Step 5: Add Profiling

alt text Profiling nodes allow you to analyze and visualize your data, providing insights into its quality and structure.

  1. Drag and drop a Profiling node from the list of available nodes onto the canvas.

  2. Connect the Sink node to the Profiling node:

    • Link the small dot at the end of the Sink node to the small dot at the start of the Profiling node.
  3. Configure the Profiling node:

    • Double-click the Profiling node to configure it. This will allow you to visualize the data and check for any anomalies or insights.

    • Once done, click Save.

View Query Results"

Step 6: Verify Your Pipeline Setup

Before running your pipeline, double-check the following:

  1. Verify each node: Ensure the Source, Transformation, Sink, and Profiling nodes are configured correctly.

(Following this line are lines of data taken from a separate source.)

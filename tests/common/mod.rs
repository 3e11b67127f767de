//! Mock HTTP server setup for integration tests

#![allow(dead_code)]

use mockito::{Matcher, Mock, Server, ServerGuard};
use std::sync::Arc;
use std::time::Duration;
use terraform_provider_openai::polling::PollOptions;
use terraform_provider_openai::resilience::{FixedJitter, RetryMode, RetryPolicy};
use terraform_provider_openai::{OpenAiClient, OpenAiClientBuilder};

pub const TEST_API_KEY: &str = "sk-test";

/// Test fixture that manages a mock server
pub struct MockServerFixture {
    pub server: ServerGuard,
    pub base_url: String,
}

impl MockServerFixture {
    pub async fn new() -> Self {
        let server = Server::new_async().await;
        let base_url = format!("{}/v1", server.url());
        Self { server, base_url }
    }

    /// Builder pointed at the mock server with short, deterministic backoff.
    pub fn client_builder(&self) -> OpenAiClientBuilder {
        OpenAiClient::builder(TEST_API_KEY)
            .base_url_override(&self.base_url)
            .retry_policy(RetryPolicy::new(
                3,
                Duration::from_millis(10),
                Duration::from_millis(50),
            ))
            .jitter(Arc::new(FixedJitter(1.0)))
            .poll_options(PollOptions::new(
                Duration::from_millis(20),
                Duration::from_secs(5),
            ))
    }

    pub fn client(&self) -> OpenAiClient {
        self.client_builder().build().expect("client")
    }

    pub fn client_with_mode(&self, mode: RetryMode) -> OpenAiClient {
        self.client_builder()
            .retry_mode(mode)
            .build()
            .expect("client")
    }

    /// JSON response for `method path`.
    pub async fn mock_json(&mut self, method: &str, path: &str, status: usize, body: &str) -> Mock {
        self.server
            .mock(method, path)
            .with_status(status)
            .with_header("content-type", "application/json")
            .with_body(body)
            .create_async()
            .await
    }

    /// Like [`mock_json`](Self::mock_json) but ignores the query string.
    pub async fn mock_json_any_query(&mut self, method: &str, path: &str, status: usize, body: &str) -> Mock {
        self.server
            .mock(method, path)
            .match_query(Matcher::Any)
            .with_status(status)
            .with_header("content-type", "application/json")
            .with_body(body)
            .create_async()
            .await
    }

    /// Same response served exactly `hits` times.
    pub async fn mock_json_times(
        &mut self,
        method: &str,
        path: &str,
        status: usize,
        body: &str,
        hits: usize,
    ) -> Mock {
        self.server
            .mock(method, path)
            .with_status(status)
            .with_header("content-type", "application/json")
            .with_body(body)
            .expect(hits)
            .create_async()
            .await
    }
}

pub fn error_body(kind: &str, message: &str) -> String {
    serde_json::json!({
        "error": {"message": message, "type": kind, "param": null, "code": null}
    })
    .to_string()
}

pub fn run_body(status: &str) -> String {
    serde_json::json!({
        "id": "run_1",
        "object": "thread.run",
        "thread_id": "thread_1",
        "assistant_id": "asst_1",
        "status": status,
        "created_at": 1700000000,
        "model": "gpt-4o-mini"
    })
    .to_string()
}

pub fn assistant_body(id: &str, name: &str) -> String {
    serde_json::json!({
        "id": id,
        "object": "assistant",
        "created_at": 1700000000,
        "name": name,
        "model": "gpt-4o-mini",
        "instructions": "be brief",
        "tools": [{"type": "code_interpreter"}],
        "tool_resources": {"code_interpreter": {"file_ids": ["file-1"]}},
        "metadata": {}
    })
    .to_string()
}
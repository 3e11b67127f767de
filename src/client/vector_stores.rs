use crate::client::core::OpenAiClient;
use crate::types::{
    CreateVectorStoreFileRequest, DeletionStatus, VectorStore, VectorStoreFile, VectorStoreRequest,
};
use crate::Result;
use tracing::info;

impl OpenAiClient {
    pub async fn create_vector_store(&self, req: &VectorStoreRequest) -> Result<VectorStore> {
        let store: VectorStore = self.create_json("/vector_stores", req).await?;
        info!(vector_store_id = %store.id, "created vector store");
        Ok(store)
    }

    pub async fn get_vector_store(&self, vector_store_id: &str) -> Result<VectorStore> {
        self.get_json(&format!("/vector_stores/{}", vector_store_id))
            .await
    }

    pub async fn update_vector_store(&self, vector_store_id: &str, req: &VectorStoreRequest) -> Result<VectorStore> {
        self.update_json(&format!("/vector_stores/{}", vector_store_id), req)
            .await
    }

    pub async fn delete_vector_store(&self, vector_store_id: &str) -> Result<DeletionStatus> {
        self.delete_json(&format!("/vector_stores/{}", vector_store_id))
            .await
    }

    pub async fn create_vector_store_file(&self, vector_store_id: &str, file_id: &str) -> Result<VectorStoreFile> {
        let req = CreateVectorStoreFileRequest {
            file_id: file_id.to_string(),
        };
        let file: VectorStoreFile = self
            .create_json(&format!("/vector_stores/{}/files", vector_store_id), &req)
            .await?;
        info!(vector_store_id, file_id, status = %file.status, "attached file to vector store");
        Ok(file)
    }

    pub async fn get_vector_store_file(&self, vector_store_id: &str, file_id: &str) -> Result<VectorStoreFile> {
        self.get_json(&format!("/vector_stores/{}/files/{}", vector_store_id, file_id))
            .await
    }

    pub async fn delete_vector_store_file(&self, vector_store_id: &str, file_id: &str) -> Result<DeletionStatus> {
        self.delete_json(&format!("/vector_stores/{}/files/{}", vector_store_id, file_id))
            .await
    }
}
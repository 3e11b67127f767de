use crate::client::core::OpenAiClient;
use crate::types::{CreateFineTuningJobRequest, FineTuningJob};
use crate::Result;
use tracing::info;

impl OpenAiClient {
    pub async fn create_fine_tuning_job(&self, req: &CreateFineTuningJobRequest) -> Result<FineTuningJob> {
        let job: FineTuningJob = self.create_json("/fine_tuning/jobs", req).await?;
        info!(job_id = %job.id, model = %job.model, status = %job.status, "created fine-tuning job");
        Ok(job)
    }

    pub async fn get_fine_tuning_job(&self, job_id: &str) -> Result<FineTuningJob> {
        self.get_json(&format!("/fine_tuning/jobs/{}", job_id)).await
    }

    pub async fn cancel_fine_tuning_job(&self, job_id: &str) -> Result<FineTuningJob> {
        self.post_action(&format!("/fine_tuning/jobs/{}/cancel", job_id))
            .await
    }
}
use super::{found, ignore_not_found, ManagedResource};
use crate::client::OpenAiClient;
use crate::types::{ExpiresAfter, FileCounts, Metadata, VectorStore, VectorStoreRequest};
use crate::Result;
use async_trait::async_trait;

#[derive(Debug, Clone, Default)]
pub struct VectorStoreConfig {
    pub name: Option<String>,
    /// Only used on create; attach later files with `openai_vector_store_file`.
    pub file_ids: Vec<String>,
    pub expires_after: Option<ExpiresAfter>,
    pub metadata: Option<Metadata>,
}

#[derive(Debug, Clone, PartialEq)]
pub struct VectorStoreState {
    pub id: String,
    pub name: Option<String>,
    pub created_at: i64,
    pub status: String,
    pub usage_bytes: u64,
    pub file_counts: FileCounts,
    pub expires_after: Option<ExpiresAfter>,
    pub expires_at: Option<i64>,
    pub metadata: Option<Metadata>,
}

impl From<VectorStore> for VectorStoreState {
    fn from(v: VectorStore) -> Self {
        Self {
            id: v.id,
            name: v.name,
            created_at: v.created_at,
            status: v.status,
            usage_bytes: v.usage_bytes,
            file_counts: v.file_counts.unwrap_or_default(),
            expires_after: v.expires_after,
            expires_at: v.expires_at,
            metadata: v.metadata,
        }
    }
}

pub struct VectorStoreResource;

#[async_trait]
impl ManagedResource for VectorStoreResource {
    type Config = VectorStoreConfig;
    type State = VectorStoreState;

    fn type_name(&self) -> &'static str {
        "openai_vector_store"
    }

    async fn create(&self, client: &OpenAiClient, config: &VectorStoreConfig) -> Result<VectorStoreState> {
        let req = VectorStoreRequest {
            name: config.name.clone(),
            file_ids: config.file_ids.clone(),
            expires_after: config.expires_after.clone(),
            metadata: config.metadata.clone(),
        };
        Ok(client.create_vector_store(&req).await?.into())
    }

    async fn read(&self, client: &OpenAiClient, state: &VectorStoreState) -> Result<Option<VectorStoreState>> {
        Ok(found(client.get_vector_store(&state.id).await)?.map(Into::into))
    }

    async fn update(
        &self,
        client: &OpenAiClient,
        state: &VectorStoreState,
        config: &VectorStoreConfig,
    ) -> Result<VectorStoreState> {
        let req = VectorStoreRequest {
            name: config.name.clone(),
            file_ids: Vec::new(),
            expires_after: config.expires_after.clone(),
            metadata: config.metadata.clone(),
        };
        Ok(client.update_vector_store(&state.id, &req).await?.into())
    }

    async fn delete(&self, client: &OpenAiClient, state: &VectorStoreState) -> Result<()> {
        ignore_not_found(client.delete_vector_store(&state.id).await)
    }

    async fn import(&self, client: &OpenAiClient, import_id: &str) -> Result<Option<VectorStoreState>> {
        Ok(found(client.get_vector_store(import_id).await)?.map(Into::into))
    }
}
#[tokio::test]
async fn test_file_update_reuploads_and_removes_old_file() {
    let mut fixture = MockServerFixture::new().await;
    let uploaded = fixture
        .server
        .mock("POST", "/v1/files")
        .match_header(
            "content-type",
            mockito::Matcher::Regex("^multipart/form-data".to_string()),
        )
        .match_body(mockito::Matcher::Regex("assistants".to_string()))
        .with_status(200)
        .with_header("content-type", "application/json")
        .with_body(
            r#"{"id":"file-new","object":"file","bytes":5,"created_at":1,"filename":"notes.txt","purpose":"assistants"}"#,
        )
        .create_async()
        .await;
    let removed = fixture
        .mock_json(
            "DELETE",
            "/v1/files/file-old",
            200,
            r#"{"id":"file-old","object":"file","deleted":true}"#,
        )
        .await;
    let client = fixture.client();

    let old = terraform_provider_openai::resources::file::FileState {
        id: "file-old".into(),
        filename: "notes.txt".into(),
        purpose: "assistants".into(),
        bytes: 3,
        created_at: 0,
        status: None,
    };
    let cfg = FileConfig {
        purpose: "assistants".into(),
        content: Some("hello".into()),
        filename: Some("notes.txt".into()),
        file_path: None,
    };
    let new_state = FileResource.update(&client, &old, &cfg).await.unwrap();

    assert_eq!(new_state.id, "file-new");
    uploaded.assert_async().await;
    removed.assert_async().await;
}

#[tokio::test]
async fn test_message_import_uses_thread_and_message_ids() {
    let mut fixture = MockServerFixture::new().await;
    fixture
        .mock_json(
            "GET",
            "/v1/threads/thread_1/messages/msg_1",
            200,
            r#"{"id":"msg_1","object":"thread.message","created_at":1,"thread_id":"thread_1","role":"user",
                "content":[{"type":"text","text":{"value":"What is 2+2?","annotations":[]}}],
                "attachments":[{"file_id":"file-1","tools":[{"type":"file_search"}]}]}"#,
        )
        .await;
    let client = fixture.client();

    let state = MessageResource
        .import(&client, "thread_1/msg_1")
        .await
        .unwrap()
        .expect("message exists");
    assert_eq!(state.content, "What is 2+2?");
    assert_eq!(state.file_ids, vec!["file-1"]);

    assert!(MessageResource.import(&client, "msg_1").await.is_err());
}

#[tokio::test]
async fn test_vector_store_file_import() {
    let mut fixture = MockServerFixture::new().await;
    fixture
        .mock_json(
            "GET",
            "/v1/vector_stores/vs_1/files/file-1",
            200,
            r#"{"id":"file-1","object":"vector_store.file","vector_store_id":"vs_1","created_at":1,"status":"completed","usage_bytes":10}"#,
        )
        .await;

    let state = VectorStoreFileResource
        .import(&fixture.client(), "vs_1/file-1")
        .await
        .unwrap()
        .expect("attached");
    assert_eq!(state.vector_store_id, "vs_1");
    assert_eq!(state.status, "completed");
}

fn job_state() -> FineTuningJobState {
    FineTuningJobState {
        id: "ftjob-1".into(),
        model: "gpt-4o-mini".into(),
        status: "running".into(),
        created_at: 0,
        finished_at: None,
        fine_tuned_model: None,
        organization_id: None,
        training_file_id: "file-1".into(),
        validation_file_id: None,
        result_files: Vec::new(),
    }
}

fn job_body(status: &str) -> String {
    serde_json::json!({
        "id": "ftjob-1",
        "object": "fine_tuning.job",
        "model": "gpt-4o-mini",
        "status": status,
        "created_at": 0,
        "training_file": "file-1",
        "hyperparameters": {"n_epochs": "auto"}
    })
    .to_string()
}

#[tokio::test]
async fn test_fine_tuning_delete_cancels_only_active_jobs() {
    let mut fixture = MockServerFixture::new().await;
    fixture
        .mock_json_times("GET", "/v1/fine_tuning/jobs/ftjob-1", 200, &job_body("running"), 1)
        .await;
    fixture
        .mock_json("GET", "/v1/fine_tuning/jobs/ftjob-1", 200, &job_body("succeeded"))
        .await;
    let cancel = fixture
        .mock_json_times(
            "POST",
            "/v1/fine_tuning/jobs/ftjob-1/cancel",
            200,
            &job_body("cancelled"),
            1,
        )
        .await;
    let client = fixture.client();

    FineTuningJobResource.delete(&client, &job_state()).await.unwrap();
    // Second delete sees a finished job and leaves it alone.
    FineTuningJobResource.delete(&client, &job_state()).await.unwrap();

    cancel.assert_async().await;
}
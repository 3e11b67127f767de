//! Embedding request and response types.

use serde::{Deserialize, Serialize};

#[derive(Debug, Clone, Serialize, Deserialize)]
pub struct EmbeddingRequest {
    pub input: EmbeddingInput,
    pub model: String,
    #[serde(skip_serializing_if = "Option::is_none")]
    pub dimensions: Option<usize>,
    #[serde(skip_serializing_if = "Option::is_none")]
    pub encoding_format: Option<String>,
    #[serde(skip_serializing_if = "Option::is_none")]
    pub user: Option<String>,
}

#[derive(Debug, Clone, PartialEq, Serialize, Deserialize)]
#[serde(untagged)]
pub enum EmbeddingInput {
    Single(String),
    Batch(Vec<String>),
}

impl EmbeddingRequest {
    pub fn single(model: impl Into<String>, text: impl Into<String>) -> Self {
        Self {
            input: EmbeddingInput::Single(text.into()),
            model: model.into(),
            dimensions: None,
            encoding_format: None,
            user: None,
        }
    }

    pub fn with_dimensions(mut self, dimensions: usize) -> Self {
        self.dimensions = Some(dimensions);
        self
    }
}

#[derive(Debug, Clone, Serialize, Deserialize)]
pub struct EmbeddingResponse {
    #[serde(default)]
    pub object: String,
    pub data: Vec<EmbeddingData>,
    pub model: String,
    #[serde(default)]
    pub usage: EmbeddingUsage,
}

#[derive(Debug, Clone, Serialize, Deserialize)]
pub struct EmbeddingData {
    #[serde(default)]
    pub index: usize,
    pub embedding: Vec<f32>,
}

#[derive(Debug, Clone, Default, Serialize, Deserialize)]
pub struct EmbeddingUsage {
    #[serde(default)]
    pub prompt_tokens: u32,
    #[serde(default)]
    pub total_tokens: u32,
}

  2. Check your engine: Make sure the correct engine is selected for processing the pipeline.

warning

Any issues in the pipeline configuration can affect the entire workflow, so it’s important to ensure everything is set up properly before execution.

Step 7: Run the Pipeline

Once you’re confident that the pipeline is configured correctly, click Run to execute it.

View Query Results"

Step 8: Monitor Execution

While the pipeline is running, you can monitor its progress:

  1. Execution Logs: View real-time logs to track the pipeline’s status.

Step 9: Review Results

After the pipeline completes:

  1. Execution Logs: Review the logs for any errors or issues that occurred during the run.

  2. Sink Results: Check the final data in the destination table to ensure it was processed correctly.

Important: Execution logs are critical for debugging any issues that occur during pipeline execution.

View Query Results"

Step 10: Profiling Insights

After the pipeline finishes running, you can access Profiling Insights by clicking the small icon after the Profiling node. This will provide detailed data analysis and insights, allowing you to evaluate the quality and structure of the processed data.

View Query Results"

Next Steps

Congratulations on successfully building and running your first pipeline! You’re now ready to:

  • Explore More Transformations: Dive deeper into the available transformations to refine your data workflows.

  • Build More Pipelines: Start creating additional pipelines to automate more data processing tasks.

  • Schedule Jobs: Automate the execution of pipelines by setting up recurring jobs.

For more detailed guidance on each component, visit the Core Modules section.

With your first pipeline successfully created, you’re now ready to fully leverage the power of DataFuse AI’s data processing capabilities. Happy pipeline building!